The film was released on 3 November 2019 on YouTube official channel of "Worldwide Records Bhojpuri"  and quickly became the top trending video and create records in Bhojpuri cinema  with 10 million views in just 3 days. As of May 2020, the film has amassed over 62 million view on YouTube.

Plot
"Sangharsh" highlights one of the most pressing issues of our times: women's empowerment. Through the conflicting perspectives of two men, the film examines the conservative mindset of a highly patriarchal society, how women are oppressed by it and why a change for the better is necessary.
He support Indian government slogans "Beti Bachao Beti Padhao".

Cast
 Khesari Lal Yadav, as Kanhaiya
 Kajal Raghwani, as Rukhmani (Kanhaiya's Wife)
 Awadhesh Mishra, as Loha Yadav (Kanhaiya's Father)
 Ritu Singh as Radha
 Nisha Jha as Sweaty (Kanhaiya's Daughter)
 Dev Singh as Prem (Sweaty's Boyfriend)
 Sanjay Mahanand as Damru (Kanhaiya's Friend)
 Deepak Sinha as Rukhmani's Father
 Ratnakar Kumar as Schools Principal
 Sonu Pandey as House Owner

Release
Sangharsh was released on 24 August 2018 on Hindu Festival Raksha Bandhan all over India. It also received mostly positive reviews and one of the Biggest Hit of 2018 in Bhojpuri Cinema .

Soundtrack

Music of this film was given by Dhananjay Mishra and Madhukar Anand and lyrics penned by Pyare Lal Yadav, Azad Singh and Pawan Pandey. The soundtrack included an unusually large number of songs at 9. It was produced under "Worldwide Records" label. All songs of this film sung by Khesari Lal Yadav, Priyanka Singh, Indu Sonali, Honey B, Neetu Shri and Jitendra Singh.

Track listing

Awards
The film won 11 awards at the Sabrang Film Awards, including Best Film, Best Director for Parag Patil, Best Actor for Khesari Lal Yadav, Best Actress for Kajal Raghwani, Best Story Writer for Rakesh Tripathi, Best Actor In Supporting Role for Awdhesh Mishra, Best Actress  In Supporting Role for Reena Rani, Best Playback Singer (Male) for Khesari Lal Yadav, Best Background Score for Aslam Surti, Best Cinematography for R. R. Prince and Best Costume Design for Badshah Khan.

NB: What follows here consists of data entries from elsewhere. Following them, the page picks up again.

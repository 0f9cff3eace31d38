//! Whole-crate tests against the public surface: the A1 column-name
//! bijection (P2) and the cell error-code round-trip.

use rstest::rstest;
use xlsb_reader::utils::push_column;
use xlsb_reader::CellErrorType;

#[rstest]
#[case(0, "A")]
#[case(25, "Z")]
#[case(26, "AA")]
#[case(701, "ZZ")]
#[case(702, "AAA")]
#[case(16383, "XFD")]
fn column_name_bijection(#[case] col: u32, #[case] expected: &str) {
    let mut s = String::new();
    push_column(col, &mut s);
    assert_eq!(s, expected);
}

#[test]
fn column_names_are_strictly_increasing() {
    let mut prev = String::new();
    for col in 0..16384u32 {
        let mut s = String::new();
        push_column(col, &mut s);
        assert!(s > prev, "{s:?} should sort after {prev:?}");
        prev = s;
    }
}

#[rstest]
#[case(CellErrorType::Div0, "#DIV/0!")]
#[case(CellErrorType::NA, "#N/A")]
#[case(CellErrorType::Name, "#NAME?")]
#[case(CellErrorType::Null, "#NULL!")]
#[case(CellErrorType::Num, "#NUM!")]
#[case(CellErrorType::Ref, "#REF!")]
#[case(CellErrorType::Value, "#VALUE!")]
fn error_type_round_trips_through_display_and_from_str(
    #[case] err: CellErrorType,
    #[case] text: &str,
) {
    assert_eq!(err.to_string(), text);
    assert_eq!(text.parse::<CellErrorType>().unwrap(), err);
}

#[test]
fn unknown_error_text_fails_to_parse() {
    assert!("#NOT_A_REAL_ERROR!".parse::<CellErrorType>().is_err());
}
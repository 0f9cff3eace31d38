// SPDX-License-Identifier: MIT
//
// Copyright 2016-2025, Johann Tuffe.

//! Some utility functions to help with dealing with Compound File Binary (CFB)
//! format MS-CFB.

use std::borrow::Cow;
use std::cmp::min;

use encoding_rs::{Encoding, UTF_8};

use crate::utils::*;

/// A Cfb specific error enum
#[derive(Debug)]
pub enum CfbError {
    Io(std::io::Error),
    Invalid {
        name: &'static str,
        expected: &'static str,
        found: u16,
    },
    CodePageNotFound(u16),
}

impl std::fmt::Display for CfbError {
    fn fmt(&self, f: &mut std::fmt::Formatter<'_>) -> std::fmt::Result {
        match self {
            CfbError::Io(e) => write!(f, "I/O error: {e}"),
            CfbError::Invalid {
                name,
                expected,
                found,
            } => write!(f, "Invalid {name}, expecting {expected} found {found:X}"),
            CfbError::CodePageNotFound(e) => write!(f, "Codepage {e:X} not found"),
        }
    }
}

impl std::error::Error for CfbError {
    fn source(&self) -> Option<&(dyn std::error::Error + 'static)> {
        match self {
            CfbError::Io(e) => Some(e),
            _ => None,
        }
    }
}

/// Decompresses stream
pub fn decompress_stream(s: &[u8]) -> Result<Vec<u8>, CfbError> {
    const POWER_2: [usize; 16] = [
        1,
        1 << 1,
        1 << 2,
        1 << 3,
        1 << 4,
        1 << 5,
        1 << 6,
        1 << 7,
        1 << 8,
        1 << 9,
        1 << 10,
        1 << 11,
        1 << 12,
        1 << 13,
        1 << 14,
        1 << 15,
    ];

    let mut res = Vec::new();

    if s[0] != 0x01 {
        return Err(CfbError::Invalid {
            name: "signature",
            expected: "0x01",
            found: s[0] as u16,
        });
    }

    let mut i = 1;
    while i < s.len() {
        let chunk_header = read_u16(&s[i..]);
        i += 2;

        // each 'chunk' is 4096 wide, let's reserve that space
        let start = res.len();
        res.reserve(4096);

        let chunk_size = chunk_header & 0x0FFF;
        let chunk_signature = (chunk_header & 0x7000) >> 12;
        let chunk_flag = (chunk_header & 0x8000) >> 15;

        assert_eq!(chunk_signature, 0b011, "i={}, len={}", i, s.len());

        if chunk_flag == 0 {
            // uncompressed
            res.extend_from_slice(&s[i..i + 4096]);
            i += 4096;
        } else {
            let mut chunk_len = 0;
            let mut buf = [0u8; 4096];
            'chunk: loop {
                if i >= s.len() {
                    break;
                }

                let bit_flags = s[i];
                i += 1;
                chunk_len += 1;

                for bit_index in 0..8 {
                    if chunk_len > chunk_size {
                        break 'chunk;
                    }

                    if (bit_flags & (1 << bit_index)) == 0 {
                        // literal token
                        res.push(s[i]);
                        i += 1;
                        chunk_len += 1;
                    } else {
                        // copy token
                        let token = read_u16(&s[i..]);
                        i += 2;
                        chunk_len += 2;

                        let decomp_len = res.len() - start;
                        let bit_count = (4..16).find(|i| POWER_2[*i] >= decomp_len).unwrap();
                        let len_mask = 0xFFFF >> bit_count;
                        let mut len = (token & len_mask) as usize + 3;
                        let offset = ((token & !len_mask) >> (16 - bit_count)) as usize + 1;

                        while len > offset {
                            buf[..offset].copy_from_slice(&res[res.len() - offset..]);
                            res.extend_from_slice(&buf[..offset]);
                            len -= offset;
                        }
                        buf[..len]
                            .copy_from_slice(&res[res.len() - offset..res.len() - offset + len]);
                        res.extend_from_slice(&buf[..len]);
                    }
                }
            }
        }
    }
    Ok(res)
}

#[derive(Clone)]
pub struct XlsEncoding {
    encoding: &'static Encoding,
}

impl XlsEncoding {
    pub fn from_codepage(codepage: u16) -> Result<XlsEncoding, CfbError> {
        let e = codepage::to_encoding(codepage).ok_or(CfbError::CodePageNotFound(codepage))?;
        Ok(XlsEncoding { encoding: e })
    }

    fn high_byte(&self, high_byte: Option<bool>) -> Option<bool> {
        high_byte.or_else(|| {
            if self.encoding == UTF_8 || self.encoding.is_single_byte() {
                None
            } else {
                Some(false)
            }
        })
    }

    pub fn decode_to(
        &self,
        stream: &[u8],
        len: usize,
        s: &mut String,
        high_byte: Option<bool>,
    ) -> (usize, usize) {
        let (l, ub, bytes) = match self.high_byte(high_byte) {
            None => {
                let l = min(stream.len(), len);
                (l, l, Cow::Borrowed(&stream[..l]))
            }
            Some(false) => {
                let l = min(stream.len(), len);

                // add 0x00 high bytes to unicodes
                let mut bytes = vec![0; l * 2];
                for (i, sce) in stream.iter().take(l).enumerate() {
                    bytes[2 * i] = *sce;
                }
                (l, l, Cow::Owned(bytes))
            }
            Some(true) => {
                let l = min(stream.len() / 2, len);
                (l, 2 * l, Cow::Borrowed(&stream[..2 * l]))
            }
        };

        s.push_str(&self.encoding.decode(&bytes).0);
        (l, ub)
    }

    pub fn decode_all(&self, stream: &[u8]) -> String {
        self.encoding.decode(stream).0.into_owned()
    }
}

In Bhojpuri Cinema Screen & Stage Awards (2019), held at Netaji Indoor Stadium, Kolkata on 21 September 2019. The film won four awards including Best Film, Best Director for Parag Patil, Best Actor for Khesari Lal Yadav and Best Actress (Critics) for Kajal Raghwani.

In International Bhojpuri Film Awards (2019) held in Singapore, he won four Awards including Best Film (Critics), Best Actor in Leading Role (Female) for Kajal Raghwani, Best Actor in Supporting Role (Male) for Awadhesh Mishra and Best Story Writer for Rakesh Tripathi.